American actor and comedian (born 1978)

Kenan Thompson (/ki:nən/ KEE-nən; born May 10, 1978) is an American actor and comedian. He has been a cast member on the NBC sketch comedy series Saturday Night Live since 2003, making him the longest-tenured cast member in the show's history. He was also the first regular cast member born after the show's premiere in 1975. Outside of SNL, Thompson starred on NBC's sitcom Kenan from 2021 to 2022.

Thompson began his acting career in the early 1990s, and was an original cast member of Nickelodeon's sketch comedy series All That from 1994–2000, where he often collaborated with co-star Kel Mitchell. Beginning in 1996, they starred in their own sitcom Kenan & Kel (1996–2000). Thompson also had roles in The Mighty Ducks franchise, Good Burger and its sequel Good Burger 2, and as the title character in the 2004 film Fat Albert. His voice acting work includes Space Chimps (2008), Rock Dog (2016), The Grinch (2018) and Wonder Park (2019).

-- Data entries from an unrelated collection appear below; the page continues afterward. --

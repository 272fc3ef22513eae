//! Provider descriptors.
//!
//! A [`ProviderDescriptor`] is the complete, validated description of one
//! identity provider: its endpoints, client credentials, and for delegated
//! providers the authorization policy. It is built once at startup and never
//! changes afterwards.

use rootcause::prelude::Report;
use url::Url;

use crate::error::ProviderError;
use crate::types::{AccessReview, DelegateUrls, ProviderKind};

/// Default API address for an OpenShift provider running in-cluster.
pub const DEFAULT_OPENSHIFT_API_URL: &str = "https://kubernetes.default.svc";

const OPENSHIFT_AUTHORIZE_PATH: &str = "/oauth/authorize";
const OPENSHIFT_TOKEN_PATH: &str = "/oauth/token";
const OPENSHIFT_USER_PATH: &str = "/apis/user.openshift.io/v1/users/~";
const OPENSHIFT_REVIEW_PATH: &str = "/apis/authorization.openshift.io/v1/subjectaccessreviews";

const DEFAULT_GENERIC_SCOPE: &str = "openid email profile";
const DEFAULT_OPENSHIFT_SCOPE: &str = "user:info user:check-access";
const DEFAULT_APPROVAL_PROMPT: &str = "force";

/// Validated provider endpoints and policy.
#[derive(Debug, Clone)]
pub struct ProviderDescriptor {
    kind: ProviderKind,
    client_id: String,
    client_secret: String,
    login_url: Url,
    redeem_url: Url,
    profile_url: Option<Url>,
    validate_url: Option<Url>,
    review_url: Option<Url>,
    scope: String,
    approval_prompt: String,
    groups: Vec<String>,
    reviews: Vec<AccessReview>,
    delegate_urls: DelegateUrls,
}

impl ProviderDescriptor {
    /// Creates a builder for the given provider variant.
    #[must_use]
    pub fn builder(
        kind: ProviderKind,
        client_id: impl Into<String>,
        client_secret: impl Into<String>,
    ) -> ProviderDescriptorBuilder {
        ProviderDescriptorBuilder::new(kind, client_id.into(), client_secret.into())
    }

    #[must_use]
    pub fn kind(&self) -> ProviderKind {
        self.kind
    }

    #[must_use]
    pub fn client_id(&self) -> &str {
        &self.client_id
    }

    #[must_use]
    pub fn client_secret(&self) -> &str {
        &self.client_secret
    }

    /// Returns the authorize endpoint users are redirected to.
    #[must_use]
    pub fn login_url(&self) -> &Url {
        &self.login_url
    }

    /// Returns the token endpoint codes are redeemed at.
    #[must_use]
    pub fn redeem_url(&self) -> &Url {
        &self.redeem_url
    }

    #[must_use]
    pub fn profile_url(&self) -> Option<&Url> {
        self.profile_url.as_ref()
    }

    #[must_use]
    pub fn validate_url(&self) -> Option<&Url> {
        self.validate_url.as_ref()
    }

    /// Returns the subject access review endpoint (delegated providers only).
    #[must_use]
    pub fn review_url(&self) -> Option<&Url> {
        self.review_url.as_ref()
    }

    /// Returns the space-separated scope string.
    #[must_use]
    pub fn scope(&self) -> &str {
        &self.scope
    }

    #[must_use]
    pub fn approval_prompt(&self) -> &str {
        &self.approval_prompt
    }

    /// Returns the groups of which a user must belong to at least one.
    #[must_use]
    pub fn groups(&self) -> &[String] {
        &self.groups
    }

    /// Returns the reviews every user must pass.
    #[must_use]
    pub fn reviews(&self) -> &[AccessReview] {
        &self.reviews
    }

    /// Returns the paths that accept bearer tokens checked by review.
    #[must_use]
    pub fn delegate_urls(&self) -> &DelegateUrls {
        &self.delegate_urls
    }
}

/// Builder for [`ProviderDescriptor`].
#[derive(Debug, Clone)]
pub struct ProviderDescriptorBuilder {
    kind: ProviderKind,
    client_id: String,
    client_secret: String,
    api_url: Option<String>,
    login_url: Option<String>,
    redeem_url: Option<String>,
    profile_url: Option<String>,
    validate_url: Option<String>,
    review_url: Option<String>,
    scope: Option<String>,
    approval_prompt: Option<String>,
    groups: Vec<String>,
    reviews: Vec<AccessReview>,
    delegate_urls: DelegateUrls,
}

impl ProviderDescriptorBuilder {
    fn new(kind: ProviderKind, client_id: String, client_secret: String) -> Self {
        Self {
            kind,
            client_id,
            client_secret,
            api_url: None,
            login_url: None,
            redeem_url: None,
            profile_url: None,
            validate_url: None,
            review_url: None,
            scope: None,
            approval_prompt: None,
            groups: Vec::new(),
            reviews: Vec::new(),
            delegate_urls: DelegateUrls::default(),
        }
    }

    /// Sets the OpenShift API address the other endpoints default from.
    #[must_use]
    pub fn api_url(mut self, url: impl Into<String>) -> Self {
        self.api_url = Some(url.into());
        self
    }

    #[must_use]
    pub fn login_url(mut self, url: impl Into<String>) -> Self {
        self.login_url = Some(url.into());
        self
    }

    #[must_use]
    pub fn redeem_url(mut self, url: impl Into<String>) -> Self {
        self.redeem_url = Some(url.into());
        self
    }

    #[must_use]
    pub fn profile_url(mut self, url: impl Into<String>) -> Self {
        self.profile_url = Some(url.into());
        self
    }

    #[must_use]
    pub fn validate_url(mut self, url: impl Into<String>) -> Self {
        self.validate_url = Some(url.into());
        self
    }

    #[must_use]
    pub fn review_url(mut self, url: impl Into<String>) -> Self {
        self.review_url = Some(url.into());
        self
    }

    #[must_use]
    pub fn scope(mut self, scope: impl Into<String>) -> Self {
        self.scope = Some(scope.into());
        self
    }

    #[must_use]
    pub fn approval_prompt(mut self, prompt: impl Into<String>) -> Self {
        self.approval_prompt = Some(prompt.into());
        self
    }

    #[must_use]
    pub fn groups(mut self, groups: Vec<String>) -> Self {
        self.groups = groups;
        self
    }

    #[must_use]
    pub fn reviews(mut self, reviews: Vec<AccessReview>) -> Self {
        self.reviews = reviews;
        self
    }

    #[must_use]
    pub fn delegate_urls(mut self, delegate_urls: DelegateUrls) -> Self {
        self.delegate_urls = delegate_urls;
        self
    }

    /// Validates the endpoints and fills in provider defaults.
    ///
    /// # Errors
    ///
    /// Returns a configuration error if the client id is empty, a URL does
    /// not parse, a generic provider lacks its login or redeem endpoint, or
    /// delegated policy is configured for a provider that cannot enforce it.
    pub fn build(self) -> Result<ProviderDescriptor, Report<ProviderError>> {
        if self.client_id.trim().is_empty() {
            return Err(ProviderError::configuration("client id is required").into());
        }

        let descriptor = match self.kind {
            ProviderKind::Generic => self.build_generic(),
            ProviderKind::OpenShift => self.build_openshift(),
        }?;
        Ok(descriptor)
    }

    fn build_generic(self) -> Result<ProviderDescriptor, ProviderError> {
        if !self.groups.is_empty() || !self.reviews.is_empty() || !self.delegate_urls.is_empty() {
            return Err(ProviderError::configuration(
                "groups, access reviews and delegate URLs require the openshift provider",
            ));
        }

        let login_url = required("login_url", self.login_url.as_deref())?;
        let redeem_url = required("redeem_url", self.redeem_url.as_deref())?;

        Ok(ProviderDescriptor {
            kind: self.kind,
            client_id: self.client_id,
            client_secret: self.client_secret,
            login_url,
            redeem_url,
            profile_url: optional("profile_url", self.profile_url.as_deref())?,
            validate_url: optional("validate_url", self.validate_url.as_deref())?,
            review_url: None,
            scope: self.scope.unwrap_or_else(|| DEFAULT_GENERIC_SCOPE.to_string()),
            approval_prompt: self
                .approval_prompt
                .unwrap_or_else(|| DEFAULT_APPROVAL_PROMPT.to_string()),
            groups: Vec::new(),
            reviews: Vec::new(),
            delegate_urls: DelegateUrls::default(),
        })
    }

    fn build_openshift(self) -> Result<ProviderDescriptor, ProviderError> {
        let api_url = parse_url(
            "api_url",
            self.api_url.as_deref().unwrap_or(DEFAULT_OPENSHIFT_API_URL),
        )?;
        let endpoint = |name: &str, explicit: Option<&str>, path: &str| match explicit {
            Some(url) => parse_url(name, url),
            None => api_url
                .join(path)
                .map_err(|e| ProviderError::configuration(format!("invalid {name}: {e}"))),
        };

        let login_url = endpoint("login_url", self.login_url.as_deref(), OPENSHIFT_AUTHORIZE_PATH)?;
        let redeem_url = endpoint("redeem_url", self.redeem_url.as_deref(), OPENSHIFT_TOKEN_PATH)?;
        let profile_url = endpoint("profile_url", self.profile_url.as_deref(), OPENSHIFT_USER_PATH)?;
        let validate_url =
            endpoint("validate_url", self.validate_url.as_deref(), OPENSHIFT_USER_PATH)?;
        let review_url = endpoint("review_url", self.review_url.as_deref(), OPENSHIFT_REVIEW_PATH)?;

        Ok(ProviderDescriptor {
            kind: self.kind,
            client_id: self.client_id,
            client_secret: self.client_secret,
            login_url,
            redeem_url,
            profile_url: Some(profile_url),
            validate_url: Some(validate_url),
            review_url: Some(review_url),
            scope: self
                .scope
                .unwrap_or_else(|| DEFAULT_OPENSHIFT_SCOPE.to_string()),
            approval_prompt: self
                .approval_prompt
                .unwrap_or_else(|| DEFAULT_APPROVAL_PROMPT.to_string()),
            groups: self.groups,
            reviews: self.reviews,
            delegate_urls: self.delegate_urls,
        })
    }
}

fn parse_url(name: &str, value: &str) -> Result<Url, ProviderError> {
    Url::parse(value).map_err(|e| ProviderError::configuration(format!("invalid {name} '{value}': {e}")))
}

fn required(name: &str, value: Option<&str>) -> Result<Url, ProviderError> {
    match value {
        Some(value) if !value.is_empty() => parse_url(name, value),
        _ => Err(ProviderError::configuration(format!("{name} is required"))),
    }
}

fn optional(name: &str, value: Option<&str>) -> Result<Option<Url>, ProviderError> {
    match value {
        Some(value) if !value.is_empty() => parse_url(name, value).map(Some),
        _ => Ok(None),
    }
}

#[cfg(test)]
mod tests {
    use super::*;

    #[test]
    fn openshift_endpoints_default_from_api_url() {
        let descriptor = ProviderDescriptor::builder(ProviderKind::OpenShift, "proxy", "secret")
            .api_url("https://api.cluster.example:6443")
            .build()
            .expect("descriptor");

        assert_eq!(
            descriptor.login_url().as_str(),
            "https://api.cluster.example:6443/oauth/authorize"
        );
        assert_eq!(
            descriptor.redeem_url().as_str(),
            "https://api.cluster.example:6443/oauth/token"
        );
        assert_eq!(
            descriptor.profile_url().map(Url::as_str),
            Some("https://api.cluster.example:6443/apis/user.openshift.io/v1/users/~")
        );
        assert_eq!(
            descriptor.review_url().map(Url::as_str),
            Some("https://api.cluster.example:6443/apis/authorization.openshift.io/v1/subjectaccessreviews")
        );
        assert_eq!(descriptor.scope(), "user:info user:check-access");
        assert_eq!(descriptor.approval_prompt(), "force");
    }

    #[test]
    fn openshift_explicit_login_url_wins() {
        let descriptor = ProviderDescriptor::builder(ProviderKind::OpenShift, "proxy", "secret")
            .login_url("https://oauth.apps.example/oauth/authorize")
            .build()
            .expect("descriptor");
        assert_eq!(descriptor.login_url().host_str(), Some("oauth.apps.example"));
        assert_eq!(descriptor.redeem_url().host_str(), Some("kubernetes.default.svc"));
    }

    #[test]
    fn generic_requires_login_and_redeem_urls() {
        let err = ProviderDescriptor::builder(ProviderKind::Generic, "client", "secret")
            .login_url("https://idp.example/authorize")
            .build()
            .expect_err("missing redeem url");
        assert!(err.to_string().contains("redeem_url"));

        let descriptor = ProviderDescriptor::builder(ProviderKind::Generic, "client", "secret")
            .login_url("https://idp.example/authorize")
            .redeem_url("https://idp.example/token")
            .build()
            .expect("descriptor");
        assert!(descriptor.profile_url().is_none());
        assert!(descriptor.review_url().is_none());
        assert_eq!(descriptor.scope(), "openid email profile");
    }

    #[test]
    fn generic_rejects_delegated_policy() {
        let err = ProviderDescriptor::builder(ProviderKind::Generic, "client", "secret")
            .login_url("https://idp.example/authorize")
            .redeem_url("https://idp.example/token")
            .groups(vec!["admins".to_string()])
            .build()
            .expect_err("groups need openshift");
        assert!(matches!(err.current_context(), ProviderError::Configuration { .. }));
    }

    #[test]
    fn generic_rejects_delegate_urls() {
        let err = ProviderDescriptor::builder(ProviderKind::Generic, "client", "secret")
            .login_url("https://idp.example/authorize")
            .redeem_url("https://idp.example/token")
            .delegate_urls(DelegateUrls::parse(r#"{"/api": {"verb": "get"}}"#).expect("urls"))
            .build()
            .expect_err("delegate urls need openshift");
        assert!(err.to_string().contains("delegate URLs"));
    }

    #[test]
    fn empty_client_id_is_rejected() {
        assert!(
            ProviderDescriptor::builder(ProviderKind::OpenShift, " ", "secret")
                .build()
                .is_err()
        );
    }

    #[test]
    fn invalid_url_is_rejected() {
        let err = ProviderDescriptor::builder(ProviderKind::Generic, "client", "secret")
            .login_url("not a url")
            .redeem_url("https://idp.example/token")
            .build()
            .expect_err("invalid");
        assert!(err.to_string().contains("login_url"));
    }
}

He has been nominated six times for a Primetime Emmy Award for his work on SNL, winning once. He is ranked at No. 88 on VH1's 100 Greatest Teen Stars.

==Early life==
Thompson was born on May 10, 1978, in Columbus, Ohio. His parents are Fletcher and Elizabeth Ann Thompson. He has two siblings: an older brother and a younger sister. His family moved to Atlanta, Georgia, when he was 9 months old. Thompson's mother enrolled him in acting classes at age five. His first role as Toto in a church production of The Wiz had no lines. He continued acting throughout his youth, appearing in school plays such as The Gingerbread Duck. He auditioned for a theater company, The Youth Ensemble of Atlanta (YEA). As a child, he was a fan of The Price Is Right, which he has called "my first love" and "very joyful viewing" that shaped his acting style.

==Career==
===1994–2002: Breakthrough with Kenan & Kel ===
One of Thompson's earliest roles was as an entertainment reporter for CNN's "Real News for Kids". He went on to star in the original run of All That for its first five seasons, playing such characters as Principal Pimpell, Miss Piddlin, Pierre Escargot, and Superdude. He starred as Kenan Rockmore on Nickelodeon's Kenan & Kel from 1996 to 2000, mostly while still working on All That. He began acting in his first film, D2: The Mighty Ducks, while attending Tri-Cities High School, a visual and performing arts magnet school in East Point, Georgia.

Thompson has starred in several films including Good Burger (1997), based on the All That sketch of the same title, and Fat Albert (2004), in which he played the title character. He has also had supporting roles in D2: The Mighty Ducks (1994), D3: The Mighty Ducks (1996), as well as films such as Heavyweights (1995), Big Fat Liar (2002), Love Don't Cost a Thing (2003), and My Boss's Daughter (2003).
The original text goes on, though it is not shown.